Central among these issues are:
• whether environmental citizenship can consist only of practices aimed at
reducing a citizen’s own ecological footprint, or is it necessarily broader, encompassing community-based and political action to bring about structural change towards a sustainable society?
• does focusing on private sphere activities, specifically consumption, mean the
structural foundations of unsustainability are necessarily neglected?
• what, if anything, connects personal and public environmental citizenly
action?
• what motivates environmental citizens to act?
First, the chapter examines a field of theoretical and empirical literature that seeks to combine consumption and citizenship: the citizen-consumer.

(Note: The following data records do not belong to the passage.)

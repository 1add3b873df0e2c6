//! Access Guard
//!
//! Decides whether a caller session may open a terminal to a target host.
//! The rule: the caller's session exists and has not expired, the caller's
//! user belongs to a group, and that group is linked to the target.
//!
//! Every lookup failure is a denial. Nothing here mutates the store.

use std::sync::Arc;

use tracing::{debug, warn};

use crate::identity::{CallerSession, GroupId, IdentityStore, TargetId, UserId};

/// Why a caller was turned away. The `Display` text is the close reason
/// sent to the browser.
#[derive(Debug, Clone, PartialEq, Eq, thiserror::Error)]
pub enum AccessError {
    #[error("No session cookie found")]
    NoSessionCookie,

    #[error("Invalid or expired session")]
    InvalidSession,

    #[error("Virtual user not found")]
    TargetNotFound,

    #[error("Access denied")]
    Denied,
}

/// Proof that a caller passed the guard for one target
#[derive(Debug, Clone, PartialEq, Eq)]
pub struct AuthorizedCaller {
    pub user_id: UserId,
    pub group_id: GroupId,
    pub target_id: TargetId,
}

pub struct AccessGuard {
    store: Arc<dyn IdentityStore>,
}

impl AccessGuard {
    pub fn new(store: Arc<dyn IdentityStore>) -> Self {
        Self { store }
    }

    /// Boolean form of [`AccessGuard::check`]
    pub async fn authorize(&self, session_token: &str, target_id: TargetId) -> bool {
        self.check(Some(session_token), target_id).await.is_ok()
    }

    /// Run the full check, reporting which step refused the caller.
    ///
    /// The session is validated before the target is looked up so that an
    /// anonymous caller cannot probe which target ids exist.
    pub async fn check(
        &self,
        session_token: Option<&str>,
        target_id: TargetId,
    ) -> Result<AuthorizedCaller, AccessError> {
        let token = session_token
            .filter(|t| !t.is_empty())
            .ok_or(AccessError::NoSessionCookie)?;

        let session = self.live_session(token).await?;

        match self.store.get_target(target_id).await {
            Ok(Some(_)) => {}
            Ok(None) => return Err(AccessError::TargetNotFound),
            Err(e) => {
                warn!("Target lookup for {} failed, denying: {}", target_id, e);
                return Err(AccessError::TargetNotFound);
            }
        }

        let group_id = match self.store.group_of_user(session.user_id).await {
            Ok(Some(group_id)) => group_id,
            Ok(None) => {
                debug!("User {} has no group", session.user_id);
                return Err(AccessError::Denied);
            }
            Err(e) => {
                warn!("Group lookup for user {} failed, denying: {}", session.user_id, e);
                return Err(AccessError::Denied);
            }
        };

        match self.store.is_group_linked(group_id, target_id).await {
            Ok(true) => Ok(AuthorizedCaller {
                user_id: session.user_id,
                group_id,
                target_id,
            }),
            Ok(false) => {
                debug!(
                    "Group {} is not linked to target {} (user {})",
                    group_id, target_id, session.user_id
                );
                Err(AccessError::Denied)
            }
            Err(e) => {
                warn!("Link lookup failed, denying: {}", e);
                Err(AccessError::Denied)
            }
        }
    }

    /// Whether `session_token` still names an unexpired caller session.
    /// Used to revoke running terminals after the store changes.
    pub async fn session_is_live(&self, session_token: &str) -> bool {
        self.live_session(session_token).await.is_ok()
    }

    async fn live_session(&self, token: &str) -> Result<CallerSession, AccessError> {
        let session = match self.store.get_caller_session(token).await {
            Ok(Some(session)) => session,
            Ok(None) => {
                debug!("Unknown caller session");
                return Err(AccessError::InvalidSession);
            }
            Err(e) => {
                warn!("Session lookup failed, denying: {}", e);
                return Err(AccessError::InvalidSession);
            }
        };

        if session.is_expired_at(chrono::Utc::now().timestamp()) {
            debug!("Caller session for user {} has expired", session.user_id);
            return Err(AccessError::InvalidSession);
        }
        Ok(session)
    }
}
//! Session error taxonomy and its mapping to WebSocket close frames

use std::io;

use thiserror::Error;
use tokio_tungstenite::tungstenite::protocol::frame::coding::CloseCode;
use tokio_tungstenite::tungstenite::protocol::CloseFrame;

use super::protocol::close_frame;
use crate::access::AccessError;
use crate::credentials::CredentialError;
use crate::ssh::ConnectionError;

/// The first client frame never produced a usable geometry
#[derive(Debug, Error)]
pub enum GeometryError {
    #[error("No terminal size received in time")]
    Timeout,

    #[error("Malformed terminal size: {0}")]
    Malformed(String),

    #[error("Client disconnected before sending terminal size")]
    Disconnected,
}

/// Browser-side transport failures
#[derive(Debug, Error)]
pub enum TransportError {
    #[error("WebSocket error: {0}")]
    WebSocket(#[from] tokio_tungstenite::tungstenite::Error),

    #[error("WebSocket send timed out")]
    SendTimeout,

    #[error("WebSocket handshake timed out")]
    HandshakeTimeout,
}

/// Remote-side failures while streaming
#[derive(Debug, Error)]
pub enum StreamError {
    #[error("Remote read failed: {0}")]
    RemoteRead(#[source] io::Error),

    #[error("Remote write failed: {0}")]
    RemoteWrite(#[source] io::Error),
}

/// Failures before streaming starts. Mid-stream failures end the bridge
/// as a [`DisconnectReason`](super::terminal::DisconnectReason) instead.
#[derive(Debug, Error)]
pub enum SessionError {
    #[error(transparent)]
    Access(#[from] AccessError),

    #[error("Credential error: {0}")]
    Credential(#[from] CredentialError),

    #[error(transparent)]
    Geometry(#[from] GeometryError),

    #[error(transparent)]
    Connection(#[from] ConnectionError),

    #[error("Too many active sessions (limit {limit})")]
    RegistryFull { limit: usize },

    #[error("Session cancelled")]
    Cancelled,
}

impl SessionError {
    pub fn close_code(&self) -> CloseCode {
        match self {
            SessionError::Access(_) | SessionError::Geometry(_) => CloseCode::Policy,
            SessionError::Credential(_) | SessionError::Connection(_) => CloseCode::Error,
            SessionError::RegistryFull { .. } => CloseCode::Again,
            SessionError::Cancelled => CloseCode::Away,
        }
    }

    /// Reason text shown to the browser. Internal details stay in the logs.
    pub fn close_reason(&self) -> String {
        match self {
            SessionError::Access(e) => e.to_string(),
            SessionError::Credential(_) => "Failed to load credentials".to_string(),
            SessionError::Geometry(_) => "No term size".to_string(),
            SessionError::Connection(e) => e.close_reason(),
            SessionError::RegistryFull { .. } => "Too many active sessions".to_string(),
            SessionError::Cancelled => "Session terminated".to_string(),
        }
    }

    pub fn close_frame(&self) -> CloseFrame<'static> {
        close_frame(self.close_code(), &self.close_reason())
    }
}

This
examination narrows down the situations in which environmental citizenship and sustainable consumption can be seen as clearly consistent, theoretically and empirically – through citizens practising consumption in a political, critical or
conscious way, aware of the implications of the global production-consumption-waste chain that perpetuates environmental and social harm.
As noted in Chapter Four, for the purpose of the thesis’ empirical analysis, a necessarily utilitarian definition of environmental citizenship has been adopted, derived from a synthesis of the theoretical literature:
‘acting on a commitment to ensuring an ecologically sustainable society’ (section 4.7).
This definition guides the analysis of the empirical studies examined below, and also the thesis’ own case study, discussed in Chapter Six.
The analytical framework used in this chapter is based on the analysis of background and theoretical material examined so far. It initially examines:
• studies of ‘pro-environmental behaviour’ which, while not mentioning
environmental citizenship, are highly pertinent to a concept which involves translating environmental concern into action; then progresses to
• expressions of environmental citizenship through the everyday practices of
citizens;
• motivations for such behaviour;
• the barriers that limit or prevent environmental citizenly behaviour;
• contradictions and inconsistencies evident even in the behaviour of committed
environmental citizens; and finally
• individual agency and the relationship between the individual and the
collective, a crucial aspect of environmental citizenship (Luque 2005). These studies, which come from a range of disciplines, perspectives and countries, show that the concept of expressing environmental citizenship through consumption practices is extremely complex and is deeply enmeshed in societal, cultural and political factors. The analysis undertaken in this chapter informs the analysis of the case study results in the following chapter, and both of these empirical chapters feed through to the evaluation of environmental citizenship theory in Chapter Seven.